Alors, le foot, c’était mieux hier ou aujourd’hui ? Goal vous dresse une comparaison très imagée !
LES COACHES
À l'époque, pour les entraîneurs de football, c'était plutôt jogging, chronomètre autour du cou et petit stylo à la main. Aujourd'hui, les plus grands tacticiens s'arment d'outils technologiques pour étudier leurs joueurs et surtout, ils n'hésitent plus à arborer des tenues de soirée sur les bords de terrain.

LE PUBLIC
Il existait un temps où les supporters de foot avaient tous les droits dans les stades. Banderoles politisées, fumigènes, tifos impressionnants... Une chose est sûre, le public était tout sauf polissé. Désormais, dans des stades de football aseptisés, les clubs font comme ils peuvent pour contenir la passion de leur public : chacun est à sa place, avec son petit drapeau, et tout le monde y gagne. Ou presque.

LE STYLE DES JOUEURS
Avant, les joueurs avaient à peu près tous le même style : la crinière longue, et plutôt discrète. Désormais, toutes les excentricités capillaires sont permises. Des dessins sur le crâne aux coupes les plus folles, les terrains de foot sont devenus des vrais laboratoires de test pour les coiffeurs.

LES PUBLICITÉS
Avant, les footballeurs faisaient des publicités pour des voitures familiales ou pour du gazon. Aujourd'hui, ils posent dévêtus pour vendre des sous-vêtements et leur corps sculptés s'affichent partout.

LES SPONSORS
Avant les sponsors aidaient au développement des clubs et constituaient un appoint dans le budget global. Aujourd'hui, c'est la ressource principale et plus rien n'échappe à la présence des sponsors : les conférences de presse où même les bouteilles d'eau s'affichent devant les entraîneurs, les tenues d'entraînement, les maillots de match, les noms des stades et bien d'autres...

LA RELATION AVEC LES FANS
Il n'était pas rare de voir les footballeurs passer de longues minutes avec les supporters pour dédicacer des feuilles vierges, des posters ou des maillots. Aujourd'hui, même s'il y a des exceptions, la relation avec les fans passe par les réseaux sociaux et la tonne de selfies publiés chaque semaine.

LE LOOK ET LA SILHOUETTE
Avant, les joueurs "bedonnants" croisaient le fer avec des adversaires plus athlétiques. Aujourd'hui, le taux de masse graisseuse fait partie du vocabulaire de tous les joueurs qui enchaînent les séances de musculation et de gainage. Quant au look, des bons pères de famille hier, le football est passé aujourd'hui à toute forme d'excentricité, avec des couleurs criardes et un déclin du respect des couleurs traditionnelles des clubs.
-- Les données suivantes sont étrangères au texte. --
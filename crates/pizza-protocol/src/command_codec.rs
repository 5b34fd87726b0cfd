//! Line-based command codec.
//!
//! Input format (lines → `Command`):
//!
//! - Add an order:
//!   `A, size, toppings(; separated), addons(; separated), delivery`
//!   (either list may be empty: `A, Small, , , Pickup`)
//!
//! - Remove by zero-based position:
//!   `R, position`
//!
//! - Clear, checkout (place all), list:
//!   `X` / `P` / `L`
//!
//! Output format (`Event` → line):
//!
//! - Placed:        `P, position, summary`
//! - Removed:       `R, position, summary`
//! - RemoveIgnored: `I, position`
//! - Cleared:       `X, count`
//! - CheckedOut:    `O, count`
//! - CartEmpty:     `E, Cart is empty`
//! - Listing:       `L, count`

use pizza_core::{Command, Delivery, Event, OrderRequest, Size};

use crate::error::ProtocolError;
use crate::line_types::{CommandTag, EventTag, COMMENT_PREFIX, FIELD_SEPARATOR, LIST_SEPARATOR};

/// Notification text for a checkout with nothing pending.
pub const CART_EMPTY_MESSAGE: &str = "Cart is empty";

/// Parse a single line into a `Command`.
///
/// Returns `Ok(None)` for blank lines or comments (starting with `#`).
pub fn parse_input_line(line: &str) -> Result<Option<Command>, ProtocolError> {
    let trimmed = line.trim();
    if trimmed.is_empty() || trimmed.starts_with(COMMENT_PREFIX) {
        return Ok(None);
    }

    let tokens = split_and_trim(trimmed, FIELD_SEPARATOR);
    let tag = parse_tag(&tokens[0])?;

    if tokens.len() != tag.field_count() {
        return Err(ProtocolError::FieldCount {
            tag: tag.as_char(),
            expected: tag.field_count(),
            actual: tokens.len(),
        });
    }

    let command = match tag {
        CommandTag::Add => parse_add(&tokens)?,
        CommandTag::Remove => parse_remove(&tokens)?,
        CommandTag::Clear => Command::Clear,
        CommandTag::Checkout => Command::Checkout,
        CommandTag::List => Command::List,
    };

    Ok(Some(command))
}

fn parse_tag(token: &str) -> Result<CommandTag, ProtocolError> {
    let mut chars = token.chars();
    match (chars.next(), chars.next()) {
        (Some(c), None) => {
            CommandTag::from_char(c).ok_or_else(|| ProtocolError::UnknownCommand(token.to_string()))
        }
        _ => Err(ProtocolError::UnknownCommand(token.to_string())),
    }
}

fn parse_add(tokens: &[String]) -> Result<Command, ProtocolError> {
    // A, size, toppings, addons, delivery
    let size: Size = tokens[1].parse()?;
    let toppings = split_list(&tokens[2]);
    let addons = split_list(&tokens[3]);
    let delivery: Delivery = tokens[4].parse()?;

    Ok(Command::Add(OrderRequest {
        size,
        toppings,
        addons,
        delivery,
    }))
}

fn parse_remove(tokens: &[String]) -> Result<Command, ProtocolError> {
    // R, position
    let position = tokens[1]
        .parse::<i64>()
        .map_err(|_| ProtocolError::InvalidPosition(tokens[1].clone()))?;
    Ok(Command::Remove(position))
}

/// Format an `Event` as a single line.
pub fn format_event(event: &Event) -> String {
    match event {
        Event::Placed { position, order } => {
            format!("{}, {}, {}", EventTag::Placed.as_char(), position, order)
        }
        Event::Removed { position, order } => {
            format!("{}, {}, {}", EventTag::Removed.as_char(), position, order)
        }
        Event::RemoveIgnored { position } => {
            format!("{}, {}", EventTag::RemoveIgnored.as_char(), position)
        }
        Event::Cleared { count } => format!("{}, {}", EventTag::Cleared.as_char(), count),
        Event::CheckedOut { orders } => {
            format!("{}, {}", EventTag::CheckedOut.as_char(), orders.len())
        }
        Event::CartEmpty => format!("{}, {}", EventTag::CartEmpty.as_char(), CART_EMPTY_MESSAGE),
        Event::Listing { orders } => format!("{}, {}", EventTag::Listing.as_char(), orders.len()),
    }
}

// -----------------------------------------------------------------------------
// Helpers
// -----------------------------------------------------------------------------

fn split_and_trim(s: &str, delimiter: char) -> Vec<String> {
    s.split(delimiter)
        .map(|tok| tok.trim().to_string())
        .collect()
}

/// Empty items are dropped, so an empty field is an empty list.
fn split_list(s: &str) -> Vec<String> {
    split_and_trim(s, LIST_SEPARATOR)
        .into_iter()
        .filter(|item| !item.is_empty())
        .collect()
}
//! Outcome of placing all pending orders at once.

use crate::order::Order;

/// Result of [`OrderStore::checkout`](crate::store::OrderStore::checkout).
#[derive(Debug, Clone, PartialEq, Eq)]
pub enum Checkout {
    /// Nothing was pending; the store is unchanged.
    Empty,

    /// Every pending order, in placement order. The store is now empty.
    Placed(Vec<Order>),
}

impl Checkout {
    /// Number of orders placed (0 for [`Checkout::Empty`]).
    pub fn count(&self) -> usize {
        match self {
            Checkout::Empty => 0,
            Checkout::Placed(orders) => orders.len(),
        }
    }

    pub fn is_empty(&self) -> bool {
        matches!(self, Checkout::Empty)
    }

    /// The placed orders; empty for [`Checkout::Empty`].
    pub fn into_orders(self) -> Vec<Order> {
        match self {
            Checkout::Empty => Vec::new(),
            Checkout::Placed(orders) => orders,
        }
    }
}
L'INFLUENCE DES RÉSEAUX SOCIAUX
Avant, un carton rouge débouchait sur une sanction avec une prise de décision rapide. Aujourd'hui, les clubs et leurs présidents tentent d'influencer les commissions à travers des tweets assassins, des montages photos et vidéos et les sanctions passent de la LFP au CNOSF et parfois même devant les tribunaux.

L'APRÈS-MATCH
Avant, les joueurs pouvaient décompresser autour d'une bonne bière dans le vestiaire. Désormais le "travail invisible" prend le pas sur toute forme de plaisir : il faut récupérer au plus vite pour la sacro-sainte performance, quitte à passer de longues minutes dans des cabines à -80 degrés.

LES NUMÉROS DE MAILLOT
Avant, c'était assez simple : 11 joueurs donc des numéros de maillot qui vont de 1 à 11, avec le 1 pour le gardien, le 6 pour le milieu récupérateur, le 11 pour l'ailier gauche, etc. Désormais, c'est un festival de 24, 47, 77 et 99. Et on peut même rajouter au feutre un "+5" ou "75" selon les versions...

LA CÉLÉBRATION
Avant, les célébrations de but étaient classiques et traditionnelles, désormais à chacun sa créativité avec notamment le selfie devant la tribune des supporters ou les fameux sauts périlleux

LE TIRAGE AU SORT
Avant, certains matches qui se terminaient à égalité pouvaient se jouer au tirage au sort. Aujourd'hui.... eh bien cela n'a pas changé, comme l'a montré la Coupe d'Afrique des Nations 2015 avec la Guinée qualifiée pour les quarts de finale aux dépens du Mali, sur un coup de chance...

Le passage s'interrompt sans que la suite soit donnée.